Many companies prefer the pooling method because it avoids the need to record goodwill, which can dilute earnings. When pooling assets, the buyer simply books the combined assets.
Under the purchase method, a company records the acquired organization's assets at fair market value. Any goodwill-the premium paid over the value of the assets-must be amortized, or written off, against future earnings, over as many as 40 years. Goodwill can include the value of trademarks and patents.
Poolings are especially popular among for-profit companies involved in large consolidations valued at $100 million or more, Johnson says. When Columbia/HCA Healthcare Corp. merged with Healthtrust in 1995, for example, the deal was booked as a pooling of interests.

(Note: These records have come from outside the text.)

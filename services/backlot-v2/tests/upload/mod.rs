// Licensed to the Apache Software Foundation (ASF) under one
// or more contributor license agreements.  See the NOTICE file
// distributed with this work for additional information
// regarding copyright ownership.  The ASF licenses this file
// to you under the Apache License, Version 2.0 (the
// "License"); you may not use this file except in compliance
// with the License.  You may obtain a copy of the License at
//
//   http://www.apache.org/licenses/LICENSE-2.0
//
// Unless required by applicable law or agreed to in writing,
// software distributed under the License is distributed on an
// "AS IS" BASIS, WITHOUT WARRANTIES OR CONDITIONS OF ANY
// KIND, either express or implied.  See the License for the
// specific language governing permissions and limitations
// under the License.

mod chunks;
mod failures;
mod lifecycle;

use std::io::Write;

use tempfile::NamedTempFile;

/// Deterministic content that differs between neighbouring chunks.
pub fn content(len: usize) -> Vec<u8> {
    (0..len).map(|i| (i % 251) as u8).collect()
}

/// Write `data` to a temp file and open it for reading.
pub async fn temp_file(data: &[u8]) -> (NamedTempFile, tokio::fs::File) {
    let mut tmp = NamedTempFile::new().expect("temp file must be created");
    tmp.write_all(data).expect("temp file must be written");
    tmp.flush().expect("temp file must be flushed");

    let file = tokio::fs::File::open(tmp.path())
        .await
        .expect("temp file must open");
    (tmp, file)
}
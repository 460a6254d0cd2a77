// Licensed to the Apache Software Foundation (ASF) under one
// or more contributor license agreements.  See the NOTICE file
// distributed with this work for additional information
// regarding copyright ownership.  The ASF licenses this file
// to you under the Apache License, Version 2.0 (the
// "License"); you may not use this file except in compliance
// with the License.  You may obtain a copy of the License at
//
//   http://www.apache.org/licenses/LICENSE-2.0
//
// Unless required by applicable law or agreed to in writing,
// software distributed under the License is distributed on an
// "AS IS" BASIS, WITHOUT WARRANTIES OR CONDITIONS OF ANY
// KIND, either express or implied.  See the License for the
// specific language governing permissions and limitations
// under the License.

use std::io;
use std::pin::Pin;
use std::sync::atomic::{AtomicBool, Ordering};
use std::sync::Arc;
use std::task::{Context, Poll};
use std::time::Duration;

use backlot_core::ErrorKind;
use backlot_v2::UploadMode;
use http::StatusCode;
use pretty_assertions::assert_eq;
use tokio::io::{AsyncRead, ReadBuf};

use super::content;
use crate::mock::{service, uploader, MockService, Reply};

#[tokio::test]
async fn test_no_targets() {
    let mock = service(&[], |_| Reply::no_content());
    let err = uploader(mock.clone())
        .upload("ec", content(10).as_slice(), UploadMode::New)
        .await
        .unwrap_err();

    assert_eq!(err.kind(), ErrorKind::NoTargets);
    assert!(mock.chunks().is_empty());
    assert_eq!(mock.requests().len(), 1, "only the target list is fetched");
}

#[tokio::test]
async fn test_second_chunk_fails() {
    let data = content(300);
    let mock = service(&[100, 100, 100], |i| match i {
        1 => Reply::status(StatusCode::INTERNAL_SERVER_ERROR, "chunk storage is down"),
        _ => Reply::no_content(),
    });
    let err = uploader(mock.clone())
        .upload("ec", data.as_slice(), UploadMode::New)
        .await
        .unwrap_err();

    assert_eq!(err.kind(), ErrorKind::ChunkUpload);
    assert_eq!(err.status(), Some(StatusCode::INTERNAL_SERVER_ERROR));
    assert!(err.to_string().contains("chunk 1"));
    assert!(err.to_string().contains("chunk storage is down"));
    assert!(!mock.requests().iter().any(|r| r.is_mark_uploaded()));
}

#[tokio::test]
async fn test_first_failure_does_not_wait_for_siblings() {
    let data = content(300);
    let hung = Arc::new(AtomicBool::new(false));
    let flag = hung.clone();
    let mock = service(&[100, 100, 100], move |i| match i {
        0 => Reply::Hang(flag.clone()),
        1 => Reply::status(StatusCode::BAD_GATEWAY, "bad gateway"),
        _ => Reply::Delay(Duration::from_secs(60), StatusCode::NO_CONTENT),
    });

    let err = tokio::time::timeout(
        Duration::from_secs(10),
        uploader(mock.clone()).upload("ec", data.as_slice(), UploadMode::New),
    )
    .await
    .expect("upload must return on the first failure")
    .unwrap_err();
    assert_eq!(err.status(), Some(StatusCode::BAD_GATEWAY));
    assert!(!mock.requests().iter().any(|r| r.is_mark_uploaded()));

    // The hung transfer is aborted once the upload gave up.
    tokio::time::timeout(Duration::from_secs(10), async {
        while !hung.load(Ordering::SeqCst) {
            tokio::time::sleep(Duration::from_millis(10)).await;
        }
    })
    .await
    .expect("pending transfer must be dropped");
}

#[tokio::test]
async fn test_short_read() {
    let mock = service(&[100, 100], |_| Reply::no_content());
    let err = uploader(mock.clone())
        .upload("ec", content(150).as_slice(), UploadMode::New)
        .await
        .unwrap_err();

    assert_eq!(err.kind(), ErrorKind::ShortRead);
    assert!(mock.chunks().is_empty(), "nothing is sent on a short read");
}

#[tokio::test]
async fn test_target_list_failure() {
    let mock = MockService::new(|_| Reply::status(StatusCode::NOT_FOUND, "asset not found"));
    let err = uploader(mock)
        .upload("missing", content(1).as_slice(), UploadMode::New)
        .await
        .unwrap_err();

    assert_eq!(err.kind(), ErrorKind::Service);
    assert_eq!(err.status(), Some(StatusCode::NOT_FOUND));
}

#[tokio::test]
async fn test_finalization_failure() {
    let targets = crate::mock::targets_json(&[4]);
    let mock = MockService::new(move |req| {
        let path = req.uri().path();
        if req.uri().host() == Some(crate::mock::UPLOAD_HOST) {
            Reply::no_content()
        } else if path.ends_with("/uploading_urls") {
            Reply::ok(&targets)
        } else {
            Reply::status(StatusCode::CONFLICT, "asset is not uploading")
        }
    });

    let err = uploader(mock.clone())
        .upload("ec", content(4).as_slice(), UploadMode::New)
        .await
        .unwrap_err();

    assert_eq!(err.kind(), ErrorKind::Finalization);
    assert_eq!(err.status(), Some(StatusCode::CONFLICT));
    assert!(err.to_string().contains("asset is not uploading"));
    assert_eq!(mock.chunks().len(), 1);
}

/// Reader that reports when it is dropped.
struct TrackedReader {
    data: io::Cursor<Vec<u8>>,
    dropped: Arc<AtomicBool>,
}

impl AsyncRead for TrackedReader {
    fn poll_read(
        mut self: Pin<&mut Self>,
        cx: &mut Context<'_>,
        buf: &mut ReadBuf<'_>,
    ) -> Poll<io::Result<()>> {
        Pin::new(&mut self.data).poll_read(cx, buf)
    }
}

impl Drop for TrackedReader {
    fn drop(&mut self) {
        self.dropped.store(true, Ordering::SeqCst);
    }
}

#[tokio::test]
async fn test_file_is_released_on_every_path() {
    let cases: Vec<(&str, MockService)> = vec![
        ("success", service(&[8], |_| Reply::no_content())),
        ("no targets", service(&[], |_| Reply::no_content())),
        ("short read", service(&[16], |_| Reply::no_content())),
        (
            "chunk failure",
            service(&[8], |_| Reply::status(StatusCode::FORBIDDEN, "expired")),
        ),
    ];

    for (name, mock) in cases {
        let dropped = Arc::new(AtomicBool::new(false));
        let reader = TrackedReader {
            data: io::Cursor::new(content(8)),
            dropped: dropped.clone(),
        };

        let _ = uploader(mock).upload("ec", reader, UploadMode::New).await;
        assert!(dropped.load(Ordering::SeqCst), "Failed on: {name}");
    }
}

However, when one company uses the purchase method and another uses pooling, it becomes difficult for investors to make comparisons.
The FASB hopes to clarify when a business combination can be recorded as a pooling. Documents describing the criteria for a pooling require a burdensome amount of interpretation. Those documents were inherited by the FASB in 1973 from the now-defunct Accounting Principles Board.
"They continue to generate a large volume of questions for the SEC staff and for our staff," Johnson says.
To qualify for a pooling, companies must meet 12 stringent criteria, which are constantly being updated for clarification. Poolings are still getting done, says John Bigalke, partner in charge of Price Waterhouse's East region managed-care practice, but it's tougher to meet the criteria. "The general tone of the marketplace in general and the SEC in particular is that it's getting harder and harder to do," he says.
The FASB also may seek to eliminate or restrict poolings to achieve international comparability. As the capital markets become more global, there is a gradual push to bring U.S. accounting standards in line with the rest of the world, Johnson explains. "Poolings are fairly rare in many other countries," he says.